✉️ — Fragment — Le veilleur de l’eau 1.15
Mathieu n’avait pas dormi depuis trois nuits. À chaque fois que le sommeil le gagnait, un sursaut le ramenait brutalement à la même certitude, impossible à écarter. Un cauchemar éveillé dont il ne parvenait pas à sortir. Il avait suffi de la visite d’une vieille femme pour que tout bascule. Lui qui, depuis des mois, s’acharnait à travailler sans relâche, faisant de la mort de son père une raison de tenir, de soutenir sa mère et de sauver la ferme ; lui que ce deuil avait déjà isolé, chargé soudain d’une responsabilité trop grande, il se retrouvait jeté hors de sa propre existence. La vieille femme l’avait mis en exil. C’était intenable.
Alors, pour en avoir le cœur net, il avait chargé une mule de quelques outres d’eau et s’était mis en route au lever du jour.
Dès les premiers mètres dans la garrigue, les indications de la vieille femme lui revinrent en mémoire. Elle avait décrit le trajet avec une précision redoutable : le croisement des drailles, le talus d’éboulis qu’il fallait longer, la trace à ne pas rater. Elle lui avait dit aussi : « Soulage ta mule, le chemin est long et escarpé. Descends de son dos. » Il avait obéi. Il marchait à côté de la bête, la tirant par le licol à travers la caillasse calcaire, les chênes kermès et les genévriers qui accrochaient ses vêtements.
Le soleil monte vite au printemps. Jamais Mathieu ne s’était aventuré aussi loin, seul. Cette traversée de quelques heures pesait sur ses jambes et sur ses tempes comme une marche sans fin. Il avait fini par épuiser l’eau des outres. Il ne parvenait plus à déglutir tant sa gorge était sèche.

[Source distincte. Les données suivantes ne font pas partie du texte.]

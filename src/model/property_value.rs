use super::RichTextItem;
use crate::error::PropertyParseError;
use serde::{Deserialize, Deserializer, Serialize};

/// A page property as it arrived from the API.
///
/// Decoding happens per property so that one unexpected payload cannot
/// take the whole page down with it.
#[derive(Debug, Clone, PartialEq)]
pub enum PropertyField {
    Parsed(PropertyValue),
    Malformed(PropertyParseError),
}

impl<'de> Deserialize<'de> for PropertyField {
    fn deserialize<D>(deserializer: D) -> Result<Self, D::Error>
    where
        D: Deserializer<'de>,
    {
        let raw = serde_json::Value::deserialize(deserializer)?;
        Ok(match PropertyValue::deserialize(&raw) {
            Ok(value) => PropertyField::Parsed(value),
            Err(e) => PropertyField::Malformed(PropertyParseError {
                type_name: raw
                    .get("type")
                    .and_then(|t| t.as_str())
                    .unwrap_or("unknown")
                    .to_string(),
                reason: e.to_string(),
            }),
        })
    }
}

impl From<PropertyValue> for PropertyField {
    fn from(value: PropertyValue) -> Self {
        PropertyField::Parsed(value)
    }
}

/// The typed value of a page property, tagged by the API's `type` field.
#[derive(Debug, Clone, PartialEq, Serialize, Deserialize)]
#[serde(tag = "type", rename_all = "snake_case")]
pub enum PropertyValue {
    Title {
        title: Vec<RichTextItem>,
    },
    RichText {
        rich_text: Vec<RichTextItem>,
    },
    Select {
        select: Option<SelectOption>,
    },
    MultiSelect {
        multi_select: Vec<SelectOption>,
    },
    People {
        people: Vec<User>,
    },
    Relation {
        relation: Vec<RelationRef>,
    },
    Status {
        status: Option<SelectOption>,
    },
    Number {
        number: Option<serde_json::Number>,
    },
    Date {
        date: Option<DateRange>,
    },
    Url {
        url: Option<String>,
    },
    Email {
        email: Option<String>,
    },
    PhoneNumber {
        phone_number: Option<String>,
    },
    Checkbox {
        checkbox: bool,
    },
    /// Formulas, rollups, files and every type added to the API later.
    #[serde(other)]
    Unsupported,
}

impl PropertyValue {
    /// Shorthand for a title property holding a single plain-text run.
    pub fn title(text: impl Into<String>) -> Self {
        PropertyValue::Title {
            title: vec![RichTextItem::plain(text)],
        }
    }
}

#[derive(Debug, Clone, PartialEq, Default, Serialize, Deserialize)]
pub struct SelectOption {
    #[serde(default)]
    pub name: String,
}

#[derive(Debug, Clone, PartialEq, Default, Serialize, Deserialize)]
pub struct User {
    #[serde(default)]
    pub name: Option<String>,
}

#[derive(Debug, Clone, PartialEq, Serialize, Deserialize)]
pub struct RelationRef {
    pub id: String,
}

#[derive(Debug, Clone, PartialEq, Default, Serialize, Deserialize)]
pub struct DateRange {
    #[serde(default)]
    pub start: Option<String>,
    #[serde(default)]
    pub end: Option<String>,
}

Puis le paysage changea. La rocaille s’ouvrit sur un vallon où la végétation devenait soudain plus dense, plus verte, trahissant la présence de l’eau. C’était là. La sente plongeait sur la gauche, s’enfonçant à l’ombre des arbres jusqu’à une entaille dans la roche.
Au fond, le bassin était là, creusé à même le roc. La source que gardait l’homme.